[Collected data]
· · · · ·
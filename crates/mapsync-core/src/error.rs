//! Error types for mapsync-core

use std::fmt;

use thiserror::Error;

use crate::models::MarkerId;

/// Result type alias using mapsync-core's Error
pub type Result<T> = std::result::Result<T, Error>;

/// Errors that can occur in mapsync-core operations
#[derive(Error, Debug)]
pub enum Error {
    /// HTTP request could not be completed
    #[error("requesting {url:?} failed: {source}")]
    Transport {
        url: String,
        #[source]
        source: reqwest::Error,
    },

    /// HTTP request completed with a non-2xx status
    #[error("requesting {url:?} got bad status {status}")]
    Status { url: String, status: u16 },

    /// Malformed or unexpectedly shaped JSON
    #[error("decoding response: {0}")]
    Decode(#[from] serde_json::Error),

    /// A URL supplied by the remote could not be resolved
    #[error("resolving URL {url:?}: {source}")]
    InvalidUrl {
        url: String,
        #[source]
        source: url::ParseError,
    },

    /// Database error
    #[error("Database error: {0}")]
    Database(#[from] rusqlite::Error),

    /// IO error
    #[error("IO error: {0}")]
    Io(#[from] std::io::Error),

    /// CSV writer error
    #[error("CSV error: {0}")]
    Csv(#[from] csv::Error),

    /// Invalid configuration (base URL, field matchers)
    #[error("Invalid configuration: {0}")]
    Config(String),

    /// The run was cancelled before it finished
    #[error("operation cancelled")]
    Cancelled,

    /// Failure while handling one marker
    #[error("{operation} marker {id}: {source}")]
    Marker {
        id: MarkerId,
        operation: Operation,
        #[source]
        source: Box<Error>,
    },

    /// Failure annotated with the step that produced it
    #[error("{context}: {source}")]
    Context {
        context: &'static str,
        #[source]
        source: Box<Error>,
    },
}

/// Coarse classification of an [`Error`], independent of the context it was wrapped in.
#[derive(Debug, Clone, Copy, PartialEq, Eq)]
pub enum ErrorKind {
    Transport,
    Decode,
    Store,
    Io,
    Config,
    Cancelled,
}

/// The per-marker step that failed.
#[derive(Debug, Clone, Copy, PartialEq, Eq)]
pub enum Operation {
    ResolveUrl,
    FillResponses,
    Store,
}

impl fmt::Display for Operation {
    fn fmt(&self, f: &mut fmt::Formatter<'_>) -> fmt::Result {
        let label = match self {
            Self::ResolveUrl => "building URL for",
            Self::FillResponses => "filling responses for",
            Self::Store => "storing",
        };
        f.write_str(label)
    }
}

impl Error {
    /// Wrap an error with the marker and step it belongs to.
    pub fn for_marker(id: MarkerId, operation: Operation, source: Self) -> Self {
        Self::Marker {
            id,
            operation,
            source: Box::new(source),
        }
    }

    /// Wrap an error with a short description of the failing step.
    pub fn context(context: &'static str, source: Self) -> Self {
        Self::Context {
            context,
            source: Box::new(source),
        }
    }

    /// Classify this error, looking through any context wrappers.
    pub fn kind(&self) -> ErrorKind {
        match self {
            Self::Transport { .. } | Self::Status { .. } => ErrorKind::Transport,
            Self::Decode(_) | Self::InvalidUrl { .. } => ErrorKind::Decode,
            Self::Database(_) => ErrorKind::Store,
            Self::Io(_) | Self::Csv(_) => ErrorKind::Io,
            Self::Config(_) => ErrorKind::Config,
            Self::Cancelled => ErrorKind::Cancelled,
            Self::Marker { source, .. } | Self::Context { source, .. } => source.kind(),
        }
    }

    /// The marker this error was raised for, if any.
    pub fn marker_id(&self) -> Option<MarkerId> {
        match self {
            Self::Marker { id, .. } => Some(*id),
            Self::Context { source, .. } => source.marker_id(),
            _ => None,
        }
    }
}
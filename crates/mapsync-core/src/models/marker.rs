//! Marker model

use std::borrow::Cow;
use std::fmt;
use std::str::FromStr;

use chrono::{DateTime, Utc};

/// Question type whose answer is a JSON file-reference object rather than text
pub const FILE_QUESTION: &str = "FileQuestion";

/// Stable remote identifier of a marker
#[derive(Debug, Clone, Copy, PartialEq, Eq, PartialOrd, Ord, Hash)]
pub struct MarkerId(pub i64);

impl MarkerId {
    /// Get the raw integer value
    #[must_use]
    pub const fn get(self) -> i64 {
        self.0
    }
}

impl fmt::Display for MarkerId {
    fn fmt(&self, f: &mut fmt::Formatter<'_>) -> fmt::Result {
        write!(f, "{}", self.0)
    }
}

impl FromStr for MarkerId {
    type Err = std::num::ParseIntError;

    fn from_str(s: &str) -> Result<Self, Self::Err> {
        Ok(Self(s.trim().parse()?))
    }
}

/// A pin on the remote map, usually with associated responses
#[derive(Debug, Clone, PartialEq, Eq)]
pub struct Marker {
    pub id: MarkerId,
    /// Submitter login
    pub user: String,
    pub created_at: DateTime<Utc>,
    pub address: String,
    pub category: String,
    /// Kept as the text the remote sent
    pub latitude: String,
    pub longitude: String,
    /// Deep link to the marker on the map
    pub url: String,
    /// Where this marker's responses are fetched from
    pub response_url: String,
    /// Still open for edits on the remote; once stored as `false` the marker is final
    pub editable: bool,
    pub responses: Vec<MarkerResponse>,
}

impl Marker {
    /// Whether the stored copy of this marker cannot be replaced by a later sync.
    #[must_use]
    pub const fn is_finalized(&self) -> bool {
        !self.editable
    }
}

/// A question/answer pair given when the marker was created.
///
/// `answer` holds a JSON object when `question_type` is [`FILE_QUESTION`],
/// otherwise plain text that may contain HTML entities.
#[derive(Debug, Clone, PartialEq, Eq)]
pub struct MarkerResponse {
    pub mode: String,
    pub question_type: String,
    pub question: String,
    pub answer: Vec<u8>,
}

impl MarkerResponse {
    /// Answer bytes as text, replacing invalid UTF-8
    #[must_use]
    pub fn answer_text(&self) -> Cow<'_, str> {
        String::from_utf8_lossy(&self.answer)
    }
}
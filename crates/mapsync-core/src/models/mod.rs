//! Data models for mapsync

mod marker;

pub use marker::{Marker, MarkerId, MarkerResponse, FILE_QUESTION};
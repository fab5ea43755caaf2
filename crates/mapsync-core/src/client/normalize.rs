//! Turn raw remote responses into stored values.

use crate::error::Result;
use crate::models::{MarkerResponse, FILE_QUESTION};

use super::wire::RawResponse;

/// Normalize one raw response record.
///
/// Returns `Ok(None)` when the response carries no answer worth keeping:
/// a missing, empty or `null` answer, or a text answer that is blank once
/// trimmed. File-question answers are kept as the JSON object text the
/// remote sent.
pub fn normalize_response(raw: RawResponse) -> Result<Option<MarkerResponse>> {
    let question = raw.question.unwrap_or_default().trim().to_string();
    let question_type = raw.question_type.unwrap_or_default();

    let answer = raw.answer.as_deref().map_or("", |value| value.get().trim());
    if answer.is_empty() || answer == "null" {
        return Ok(None);
    }

    let answer = if question_type == FILE_QUESTION {
        answer.as_bytes().to_vec()
    } else {
        let text: String = serde_json::from_str(answer)?;
        let text = text.trim();
        if text.is_empty() {
            return Ok(None);
        }
        text.as_bytes().to_vec()
    };

    Ok(Some(MarkerResponse {
        mode: raw.mode.unwrap_or_default(),
        question_type,
        question,
        answer,
    }))
}
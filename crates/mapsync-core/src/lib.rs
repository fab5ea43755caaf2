//! mapsync-core - Core library for mapsync
//!
//! Mirrors markers from a civic-engagement web map into a local `SQLite`
//! store and flattens the store into CSV. Used by the `mapsync` CLI.

pub mod client;
pub mod db;
pub mod error;
pub mod export;
pub mod models;
pub mod sync;

pub use client::MapClient;
pub use error::{Error, ErrorKind, Result};
pub use models::{Marker, MarkerId, MarkerResponse};
pub use sync::{sync_markers, SyncReport};
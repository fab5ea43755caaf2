//! Reconcile the local marker store with the remote map listing.
//!
//! A stored marker stays replaceable while its stored copy is editable and
//! becomes immutable once stored with `editable = false`. Markers missing from
//! the remote listing are reported but never removed.

use std::collections::{BTreeSet, HashMap};

use tokio_util::sync::CancellationToken;

use crate::db::MarkerStore;
use crate::error::{Error, Operation, Result};
use crate::models::{Marker, MarkerId};

/// Where remote markers come from.
#[allow(async_fn_in_trait)]
pub trait MarkerSource {
    /// List remote markers, without responses
    async fn list_markers(&self, cancel: &CancellationToken) -> Result<Vec<Marker>>;

    /// Replace `marker.responses` with the remote's normalized responses
    async fn fill_responses(&self, marker: &mut Marker, cancel: &CancellationToken) -> Result<()>;
}

/// Outcome of one sync run
#[derive(Debug, Clone, Default, PartialEq, Eq)]
pub struct SyncReport {
    /// Markers fetched and written, in remote listing order
    pub synced: Vec<MarkerId>,
    /// Markers left alone because their stored copy is finalized
    pub skipped: Vec<MarkerId>,
    /// Stored markers the remote no longer lists (kept in the store)
    pub absent_from_remote: BTreeSet<MarkerId>,
}

/// Run one sync: fetch the remote listing and replace every marker whose
/// stored copy is missing or still editable.
///
/// Markers are processed one at a time in listing order. The first failure
/// stops the run; markers written before it stay written.
pub async fn sync_markers<S, C>(
    store: &S,
    source: &C,
    cancel: &CancellationToken,
) -> Result<SyncReport>
where
    S: MarkerStore,
    C: MarkerSource,
{
    ensure_active(cancel)?;
    let stored = store
        .list_markers()
        .map_err(|error| Error::context("gathering stored markers", error))?;
    let finalized: HashMap<MarkerId, bool> = stored
        .iter()
        .map(|marker| (marker.id, marker.is_finalized()))
        .collect();

    let remote = source
        .list_markers(cancel)
        .await
        .map_err(|error| Error::context("fetching remote markers", error))?;

    let mut report = SyncReport {
        absent_from_remote: absent_marker_ids(&stored, &remote),
        ..SyncReport::default()
    };

    for mut marker in remote {
        // The stored flag decides, even if the remote still reports the marker as editable
        if finalized.get(&marker.id).copied().unwrap_or(false) {
            tracing::debug!("Skipping finalized marker {}", marker.id);
            report.skipped.push(marker.id);
            continue;
        }

        let id = marker.id;
        source
            .fill_responses(&mut marker, cancel)
            .await
            .map_err(|error| Error::for_marker(id, Operation::FillResponses, error))?;

        ensure_active(cancel).map_err(|error| Error::for_marker(id, Operation::Store, error))?;
        store
            .sync_marker(&marker)
            .map_err(|error| Error::for_marker(id, Operation::Store, error))?;

        tracing::debug!(
            "Synced marker {} ({} responses, editable={})",
            id,
            marker.responses.len(),
            marker.editable
        );
        report.synced.push(id);
    }

    tracing::info!(
        "Sync finished: {} synced, {} finalized skipped, {} no longer listed",
        report.synced.len(),
        report.skipped.len(),
        report.absent_from_remote.len()
    );
    Ok(report)
}

/// IDs of stored markers that the remote listing no longer contains.
pub fn absent_marker_ids(stored: &[Marker], remote: &[Marker]) -> BTreeSet<MarkerId> {
    let listed: BTreeSet<MarkerId> = remote.iter().map(|marker| marker.id).collect();
    stored
        .iter()
        .map(|marker| marker.id)
        .filter(|id| !listed.contains(id))
        .collect()
}

fn ensure_active(cancel: &CancellationToken) -> Result<()> {
    if cancel.is_cancelled() {
        Err(Error::Cancelled)
    } else {
        Ok(())
    }
}
pub mod common;
pub mod dump;
pub mod sync;
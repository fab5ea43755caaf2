use std::fs::File;
use std::io::{self, BufWriter};
use std::path::Path;

use mapsync_core::db::{MarkerStore, SqliteMarkerStore};
use mapsync_core::export::{parse_response_fields, write_csv};

use crate::commands::common::open_database;
use crate::error::CliError;

pub fn run_dump(
    field_args: &[String],
    output_path: Option<&Path>,
    db_path: &Path,
) -> Result<(), CliError> {
    let fields = parse_response_fields(field_args)?;

    let db = open_database(db_path)?;
    let markers = SqliteMarkerStore::new(db.connection()).list_markers()?;
    tracing::debug!("Dumping {} stored markers", markers.len());

    if let Some(path) = output_path {
        write_csv(markers, &fields, BufWriter::new(File::create(path)?))?;
        println!("{}", path.display());
    } else {
        write_csv(markers, &fields, io::stdout().lock())?;
    }

    Ok(())
}
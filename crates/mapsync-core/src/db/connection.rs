//! Database connection management

use crate::error::Result;
use rusqlite::Connection;
use std::path::Path;

use super::migrations;

/// Database wrapper for the local `SQLite` marker store
pub struct Database {
    conn: Connection,
}

impl Database {
    /// Open a database at the given path, creating it (and its parent directory) if needed
    ///
    /// Runs migrations automatically.
    pub fn open(path: impl AsRef<Path>) -> Result<Self> {
        let path = path.as_ref();
        if let Some(parent) = path.parent().filter(|parent| !parent.as_os_str().is_empty()) {
            std::fs::create_dir_all(parent)?;
        }

        let conn = Connection::open(path)?;
        tracing::debug!("Opened marker store at {}", path.display());
        Self::init(conn)
    }

    /// Open an in-memory database (useful for testing)
    pub fn open_in_memory() -> Result<Self> {
        Self::init(Connection::open_in_memory()?)
    }

    fn init(conn: Connection) -> Result<Self> {
        let database = Self { conn };
        database.configure()?;
        database.migrate()?;
        Ok(database)
    }

    /// Configure `SQLite` pragmas
    fn configure(&self) -> Result<()> {
        // In-memory databases report "memory" instead of switching to WAL
        let _mode: String = self
            .conn
            .query_row("PRAGMA journal_mode = WAL;", [], |row| row.get(0))?;
        self.conn.execute_batch(
            "PRAGMA synchronous = NORMAL;
             PRAGMA foreign_keys = ON;",
        )?;
        Ok(())
    }

    /// Run database migrations
    fn migrate(&self) -> Result<()> {
        migrations::run(&self.conn)
    }

    /// Get a reference to the underlying connection
    pub const fn connection(&self) -> &Connection {
        &self.conn
    }
}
· · · · ·
### Work required:
Starting at the line that contains "marker.editable" and stopping after the line that contains "let path = path.as_ref();", write out every line exactly as it appears above, and no other line.

### Answer box:
            marker.editable
        );
        report.synced.push(id);
    }

    tracing::info!(
        "Sync finished: {} synced, {} finalized skipped, {} no longer listed",
        report.synced.len(),
        report.skipped.len(),
        report.absent_from_remote.len()
    );
    Ok(report)
}

/// IDs of stored markers that the remote listing no longer contains.
pub fn absent_marker_ids(stored: &[Marker], remote: &[Marker]) -> BTreeSet<MarkerId> {
    let listed: BTreeSet<MarkerId> = remote.iter().map(|marker| marker.id).collect();
    stored
        .iter()
        .map(|marker| marker.id)
        .filter(|id| !listed.contains(id))
        .collect()
}

fn ensure_active(cancel: &CancellationToken) -> Result<()> {
    if cancel.is_cancelled() {
        Err(Error::Cancelled)
    } else {
        Ok(())
    }
}
pub mod common;
pub mod dump;
pub mod sync;
repository fab5ea43755caaf2
use std::fs::File;
use std::io::{self, BufWriter};
use std::path::Path;

use mapsync_core::db::{MarkerStore, SqliteMarkerStore};
use mapsync_core::export::{parse_response_fields, write_csv};

use crate::commands::common::open_database;
use crate::error::CliError;

pub fn run_dump(
    field_args: &[String],
    output_path: Option<&Path>,
    db_path: &Path,
) -> Result<(), CliError> {
    let fields = parse_response_fields(field_args)?;

    let db = open_database(db_path)?;
    let markers = SqliteMarkerStore::new(db.connection()).list_markers()?;
    tracing::debug!("Dumping {} stored markers", markers.len());

    if let Some(path) = output_path {
        write_csv(markers, &fields, BufWriter::new(File::create(path)?))?;
        println!("{}", path.display());
    } else {
        write_csv(markers, &fields, io::stdout().lock())?;
    }

    Ok(())
}
filename crates/mapsync-core/src/db/connection.rs
//! Database connection management

use crate::error::Result;
use rusqlite::Connection;
use std::path::Path;

use super::migrations;

/// Database wrapper for the local `SQLite` marker store
pub struct Database {
    conn: Connection,
}

impl Database {
    /// Open a database at the given path, creating it (and its parent directory) if needed
    ///
    /// Runs migrations automatically.
    pub fn open(path: impl AsRef<Path>) -> Result<Self> {
        let path = path.as_ref();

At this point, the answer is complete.